1. A flow path switching valve comprising a stator and a rotor that rotates while sliding in contact with the stator, wherein the stator has a plurality of through holes, the rotor has flow path grooves that communicate with the through holes, and at least one of the sliding surfaces of the rotor and the stator has a wear debris discharge groove, one end of the wear debris discharge groove is located within the sliding surface, and the other end of the wear debris discharge groove faces the outside of the sliding surface.

2. The flow path switching valve according to claim 1, characterized in that the wear chip discharge grooves are formed in a plurality of arrangements in the circumferential direction of the rotor and are arranged at intervals less than or equal to the rotation angle of the rotor.

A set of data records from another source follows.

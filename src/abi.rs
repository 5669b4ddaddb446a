//! Coordinator contract ABI: event topics, log decoding and calldata.
//!
//! Only the handful of entries the relay touches are modelled. Every value
//! is a 32-byte big-endian word; the request commitment tuple is fully
//! static so it is encoded inline.

use alloy_primitives::{Address, B256, Bytes, U256, keccak256};
use thiserror::Error;

use crate::request::RandomnessRequest;

pub const RANDOM_WORDS_REQUESTED: &str =
    "RandomWordsRequested(bytes32,uint256,uint256,uint64,uint16,uint32,uint32,address)";
pub const RANDOM_WORDS_FULFILLED: &str = "RandomWordsFulfilled(uint256,uint256,uint96,bool)";
pub const FULFILL_RANDOM_WORDS: &str =
    "fulfillRandomWords(uint256,uint256,(uint64,uint64,uint32,uint32,address))";
pub const GET_COMMITMENT: &str = "getCommitment(uint256)";

const WORD: usize = 32;

#[derive(Debug, Error, PartialEq, Eq)]
#[error("malformed {what}: {reason}")]
pub struct AbiError {
    pub what: &'static str,
    pub reason: String,
}

impl AbiError {
    fn new(what: &'static str, reason: impl Into<String>) -> Self {
        Self {
            what,
            reason: reason.into(),
        }
    }
}

/// A raw log as returned by `eth_getLogs`, already hex-decoded.
#[derive(Debug, Clone)]
pub struct LogEntry {
    pub topics: Vec<B256>,
    pub data: Bytes,
    pub block_number: u64,
    pub tx_hash: Option<B256>,
}

/// A decoded `RandomWordsFulfilled` log.
#[derive(Debug, Clone, PartialEq, Eq)]
pub struct FulfilledLog {
    pub request_id: U256,
    pub block_number: u64,
    pub success: bool,
}

/// Either of the two coordinator events the relay follows.
#[derive(Debug, Clone)]
pub enum CoordinatorEvent {
    Requested(RandomnessRequest),
    Fulfilled(FulfilledLog),
}

pub fn requested_topic() -> B256 {
    keccak256(RANDOM_WORDS_REQUESTED.as_bytes())
}

pub fn fulfilled_topic() -> B256 {
    keccak256(RANDOM_WORDS_FULFILLED.as_bytes())
}

/// First four bytes of `keccak256(signature)`.
pub fn selector(signature: &str) -> [u8; 4] {
    let hash = keccak256(signature.as_bytes());
    let mut out = [0u8; 4];
    out.copy_from_slice(&hash[..4]);
    out
}

/// Decode a coordinator log, returning `None` for unrelated topics.
pub fn decode_log(log: &LogEntry) -> Result<Option<CoordinatorEvent>, AbiError> {
    let Some(topic0) = log.topics.first() else {
        return Ok(None);
    };
    if *topic0 == requested_topic() {
        decode_requested(log).map(|r| Some(CoordinatorEvent::Requested(r)))
    } else if *topic0 == fulfilled_topic() {
        decode_fulfilled(log).map(|f| Some(CoordinatorEvent::Fulfilled(f)))
    } else {
        Ok(None)
    }
}

/// Indexed: keyHash, subId, sender. Data: requestId, preSeed,
/// minimumRequestConfirmations, callbackGasLimit, numWords.
fn decode_requested(log: &LogEntry) -> Result<RandomnessRequest, AbiError> {
    const WHAT: &str = "RandomWordsRequested log";
    if log.topics.len() != 4 {
        return Err(AbiError::new(
            WHAT,
            format!("expected 4 topics, got {}", log.topics.len()),
        ));
    }
    let words = words(&log.data, 5, WHAT)?;
    let sub_id = word_to_u64(U256::from_be_bytes(log.topics[2].0), WHAT, "subId")?;
    let requester = word_to_address(&log.topics[3]);

    Ok(RandomnessRequest {
        request_id: words[0],
        requester,
        block_number: log.block_number,
        sub_id,
        callback_gas_limit: word_to_u32(words[3], WHAT, "callbackGasLimit")?,
        num_words: word_to_u32(words[4], WHAT, "numWords")?,
        tx_hash: log.tx_hash,
    })
}

/// Indexed: requestId. Data: outputSeed, payment, success.
fn decode_fulfilled(log: &LogEntry) -> Result<FulfilledLog, AbiError> {
    const WHAT: &str = "RandomWordsFulfilled log";
    if log.topics.len() != 2 {
        return Err(AbiError::new(
            WHAT,
            format!("expected 2 topics, got {}", log.topics.len()),
        ));
    }
    let words = words(&log.data, 3, WHAT)?;
    Ok(FulfilledLog {
        request_id: U256::from_be_bytes(log.topics[1].0),
        block_number: log.block_number,
        success: !words[2].is_zero(),
    })
}

/// Calldata for `fulfillRandomWords(requestId, randomness, rc)`.
///
/// The commitment is rebuilt from the request log exactly as the
/// coordinator hashed it at request time.
pub fn encode_fulfill(request: &RandomnessRequest, randomness: U256) -> Bytes {
    let mut data = Vec::with_capacity(4 + 7 * WORD);
    data.extend_from_slice(&selector(FULFILL_RANDOM_WORDS));
    push_word(&mut data, request.request_id);
    push_word(&mut data, randomness);
    push_word(&mut data, U256::from(request.block_number));
    push_word(&mut data, U256::from(request.sub_id));
    push_word(&mut data, U256::from(request.callback_gas_limit));
    push_word(&mut data, U256::from(request.num_words));
    data.extend_from_slice(request.requester.into_word().as_slice());
    data.into()
}

/// Calldata for `getCommitment(requestId)`.
pub fn encode_get_commitment(request_id: U256) -> Bytes {
    let mut data = Vec::with_capacity(4 + WORD);
    data.extend_from_slice(&selector(GET_COMMITMENT));
    push_word(&mut data, request_id);
    data.into()
}

/// Decode the `bytes32` returned by `getCommitment`.
pub fn decode_commitment(output: &[u8]) -> Result<B256, AbiError> {
    if output.len() != WORD {
        return Err(AbiError::new(
            "getCommitment output",
            format!("expected {WORD} bytes, got {}", output.len()),
        ));
    }
    Ok(B256::from_slice(output))
}

/// Request ID and randomness from `fulfillRandomWords` calldata.
#[cfg(test)]
pub fn decode_fulfill(calldata: &[u8]) -> Option<(U256, U256)> {
    if calldata.len() != 4 + 7 * WORD || calldata[..4] != selector(FULFILL_RANDOM_WORDS) {
        return None;
    }
    let body = &calldata[4..];
    Some((
        U256::from_be_slice(&body[..WORD]),
        U256::from_be_slice(&body[WORD..2 * WORD]),
    ))
}

fn push_word(out: &mut Vec<u8>, value: U256) {
    out.extend_from_slice(&value.to_be_bytes::<WORD>());
}

fn words(data: &[u8], expected: usize, what: &'static str) -> Result<Vec<U256>, AbiError> {
    if data.len() < expected * WORD {
        return Err(AbiError::new(
            what,
            format!("expected {} data bytes, got {}", expected * WORD, data.len()),
        ));
    }
    Ok(data
        .chunks_exact(WORD)
        .take(expected)
        .map(U256::from_be_slice)
        .collect())
}

fn word_to_u64(word: U256, what: &'static str, field: &str) -> Result<u64, AbiError> {
    if word > U256::from(u64::MAX) {
        return Err(AbiError::new(what, format!("{field} does not fit in u64")));
    }
    Ok(word.as_limbs()[0])
}

fn word_to_u32(word: U256, what: &'static str, field: &str) -> Result<u32, AbiError> {
    let value = word_to_u64(word, what, field)?;
    u32::try_from(value).map_err(|_| AbiError::new(what, format!("{field} does not fit in u32")))
}

fn word_to_address(word: &B256) -> Address {
    Address::from_slice(&word[12..])
}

3. The flow path switching valve according to claim 2, characterized in that at least one of the wear debris discharge grooves has one end located on the inner circumference side of the flow path groove.

4. The flow path switching valve according to claim 3, characterized in that the wear debris discharge groove, one end of which is located on the inner circumference side of the flow path groove, is formed to intersect and conduct electricity only with a specific through hole of the stator due to the rotation of the rotor.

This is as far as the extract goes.